DATASET EXCERPTS START

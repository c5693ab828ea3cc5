// ABOUTME: Classify command for bmi-cli
// ABOUTME: Maps a BMI value to its category record and prints it
//
// SPDX-License-Identifier: MIT OR Apache-2.0
// Copyright (c) 2025 BMI Calculator Contributors

use bmi_calculator::{
    errors::AppResult,
    intelligence::{format_bmi, BmiEngine, CategoryRecord},
};
use serde::Serialize;

use crate::helpers::display::{display_classification, print_json, OutputFormat};

#[derive(Serialize)]
struct Classification<'a> {
    bmi: f64,
    bmi_display: String,
    category: &'a CategoryRecord,
}

/// Classify `bmi` and print the matching category
pub fn run(engine: &BmiEngine, bmi: f64, format: OutputFormat) -> AppResult<()> {
    let record = engine.classify(bmi)?;
    let bmi_display = format_bmi(bmi);

    match format {
        OutputFormat::Text => {
            display_classification(&bmi_display, record);
            Ok(())
        }
        OutputFormat::Json => print_json(&Classification {
            bmi,
            bmi_display,
            category: record,
        }),
    }
}
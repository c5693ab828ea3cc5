// ABOUTME: Ordered WHO weight categories with their default display metadata
// ABOUTME: Underweight, Normal weight, Overweight, Obese in ascending BMI order
//
// SPDX-License-Identifier: MIT OR Apache-2.0
// Copyright (c) 2025 BMI Calculator Contributors

use crate::constants::display::{colors, descriptions, emojis, names, tips};
use serde::{Deserialize, Serialize};
use std::fmt;
use std::str::FromStr;

/// WHO adult weight category
///
/// Variants are declared in ascending BMI order, so the derived `Ord` matches the
/// order of the bands on the BMI axis.
#[derive(Debug, Clone, Copy, PartialEq, Eq, PartialOrd, Ord, Hash, Serialize, Deserialize)]
#[serde(rename_all = "snake_case")]
pub enum BmiCategory {
    /// BMI below 18.5
    Underweight,
    /// BMI from 18.5 up to 25.0
    Normal,
    /// BMI from 25.0 up to 30.0
    Overweight,
    /// BMI of 30.0 and above
    Obese,
}

impl BmiCategory {
    /// All categories in ascending BMI order
    pub const ALL: [Self; 4] = [Self::Underweight, Self::Normal, Self::Overweight, Self::Obese];

    /// Position on the BMI axis, 0 for the lowest band
    #[must_use]
    pub const fn index(&self) -> usize {
        match self {
            Self::Underweight => 0,
            Self::Normal => 1,
            Self::Overweight => 2,
            Self::Obese => 3,
        }
    }

    /// Machine-readable identifier
    #[must_use]
    pub const fn key(&self) -> &'static str {
        match self {
            Self::Underweight => "underweight",
            Self::Normal => "normal",
            Self::Overweight => "overweight",
            Self::Obese => "obese",
        }
    }

    /// Human-readable label
    #[must_use]
    pub const fn name(&self) -> &'static str {
        match self {
            Self::Underweight => names::UNDERWEIGHT,
            Self::Normal => names::NORMAL,
            Self::Overweight => names::OVERWEIGHT,
            Self::Obese => names::OBESE,
        }
    }

    /// Default hex color
    #[must_use]
    pub const fn default_color(&self) -> &'static str {
        match self {
            Self::Underweight => colors::UNDERWEIGHT,
            Self::Normal => colors::NORMAL,
            Self::Overweight => colors::OVERWEIGHT,
            Self::Obese => colors::OBESE,
        }
    }

    /// Default emoji indicator
    #[must_use]
    pub const fn default_emoji(&self) -> &'static str {
        match self {
            Self::Underweight => emojis::UNDERWEIGHT,
            Self::Normal => emojis::NORMAL,
            Self::Overweight => emojis::OVERWEIGHT,
            Self::Obese => emojis::OBESE,
        }
    }

    /// One-line explanation
    #[must_use]
    pub const fn description(&self) -> &'static str {
        match self {
            Self::Underweight => descriptions::UNDERWEIGHT,
            Self::Normal => descriptions::NORMAL,
            Self::Overweight => descriptions::OVERWEIGHT,
            Self::Obese => descriptions::OBESE,
        }
    }

    /// Category-specific advice (markdown)
    #[must_use]
    pub const fn tips(&self) -> &'static str {
        match self {
            Self::Underweight => tips::UNDERWEIGHT,
            Self::Normal => tips::NORMAL,
            Self::Overweight => tips::OVERWEIGHT,
            Self::Obese => tips::OBESE,
        }
    }
}

impl fmt::Display for BmiCategory {
    fn fmt(&self, f: &mut fmt::Formatter<'_>) -> fmt::Result {
        f.write_str(self.name())
    }
}

impl FromStr for BmiCategory {
    type Err = String;

    fn from_str(s: &str) -> Result<Self, Self::Err> {
        match s.trim().to_lowercase().as_str() {
            "underweight" => Ok(Self::Underweight),
            "normal" | "normal weight" | "normal_weight" => Ok(Self::Normal),
            "overweight" => Ok(Self::Overweight),
            "obese" => Ok(Self::Obese),
            other => Err(format!("Unknown BMI category: {other}")),
        }
    }
}

#[cfg(test)]
mod tests {
    use super::*;

    #[test]
    fn test_categories_are_ordered_by_index() {
        for window in BmiCategory::ALL.windows(2) {
            assert!(window[0] < window[1]);
            assert_eq!(window[0].index() + 1, window[1].index());
        }
    }

    #[test]
    fn test_from_str_accepts_labels_and_keys() {
        assert_eq!("Normal weight".parse::<BmiCategory>(), Ok(BmiCategory::Normal));
        assert_eq!("obese".parse::<BmiCategory>(), Ok(BmiCategory::Obese));
        assert!("heavy".parse::<BmiCategory>().is_err());
        for category in BmiCategory::ALL {
            assert_eq!(category.key().parse::<BmiCategory>(), Ok(category));
        }
    }
}
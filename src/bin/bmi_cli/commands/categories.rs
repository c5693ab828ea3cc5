// ABOUTME: Categories command for bmi-cli
// ABOUTME: Prints the configured category table and gauge bands
//
// SPDX-License-Identifier: MIT OR Apache-2.0
// Copyright (c) 2025 BMI Calculator Contributors

use bmi_calculator::{
    config::ThresholdProfile,
    errors::AppResult,
    intelligence::{BmiEngine, CategoryRecord, GaugeSpec},
};
use serde::Serialize;

use crate::helpers::display::{display_categories, print_json, OutputFormat};

#[derive(Serialize)]
struct CategoryListing<'a> {
    profile: ThresholdProfile,
    categories: Vec<&'a CategoryRecord>,
    gauge: &'a GaugeSpec,
}

/// Print every category with its band and the gauge layout
pub fn run(engine: &BmiEngine, format: OutputFormat) -> AppResult<()> {
    let profile = engine.config().profile;

    match format {
        OutputFormat::Text => {
            display_categories(&profile.to_string(), engine.table(), engine.gauge());
            Ok(())
        }
        OutputFormat::Json => print_json(&CategoryListing {
            profile,
            categories: engine.table().iter().collect(),
            gauge: engine.gauge(),
        }),
    }
}
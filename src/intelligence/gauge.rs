// ABOUTME: Gauge band data for drawing a BMI dial or bar in a presentation layer
// ABOUTME: Derives colored, contiguous bands clipped to a display maximum from the category table
//
// SPDX-License-Identifier: MIT OR Apache-2.0
// Copyright (c) 2025 BMI Calculator Contributors

use super::classification::CategoryTable;
use bmi_core::models::BmiCategory;
use serde::Serialize;

/// One colored segment of the gauge
#[derive(Debug, Clone, PartialEq, Serialize)]
pub struct GaugeBand {
    /// Category drawn in this segment
    pub category: BmiCategory,
    /// Inclusive left edge
    pub lower: f64,
    /// Exclusive right edge
    pub upper: f64,
    /// Fill color
    pub color: String,
}

/// Gauge geometry: contiguous bands covering `[0, max]`
#[derive(Debug, Clone, PartialEq, Serialize)]
pub struct GaugeSpec {
    /// Right edge of the gauge
    pub max: f64,
    /// Bands in ascending order
    pub bands: Vec<GaugeBand>,
}

impl GaugeSpec {
    /// Build bands from `table`, clipping the unbounded last band at `gauge_max`
    ///
    /// Bands that start at or beyond `gauge_max` are dropped.
    #[must_use]
    pub fn from_table(table: &CategoryTable, gauge_max: f64) -> Self {
        let bands = table
            .bands()
            .into_iter()
            .zip(table.iter())
            .filter(|((lower, _), _)| *lower < gauge_max)
            .map(|((lower, upper), record)| GaugeBand {
                category: record.category,
                lower,
                upper: upper.min(gauge_max),
                color: record.color.clone(),
            })
            .collect();

        Self {
            max: gauge_max,
            bands,
        }
    }

    /// Needle position for `bmi`, clamped into `[0, max]`
    ///
    /// NaN maps to 0, as does any `bmi` when `max` is negative or NaN.
    #[must_use]
    pub fn needle(&self, bmi: f64) -> f64 {
        bmi.max(0.0).min(self.max.max(0.0))
    }

    /// Band under the needle for `bmi`
    #[must_use]
    pub fn band_at(&self, bmi: f64) -> Option<&GaugeBand> {
        let position = self.needle(bmi);
        self.bands
            .iter()
            .find(|band| position < band.upper)
            .or_else(|| self.bands.last())
    }
}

DATASET EXCERPTS END

• [WHAT YOU ARE ASKED TO DO] Looking at the records, state how many lines contain "axis" and write nothing besides that number.

• [RESPONSE AREA] 2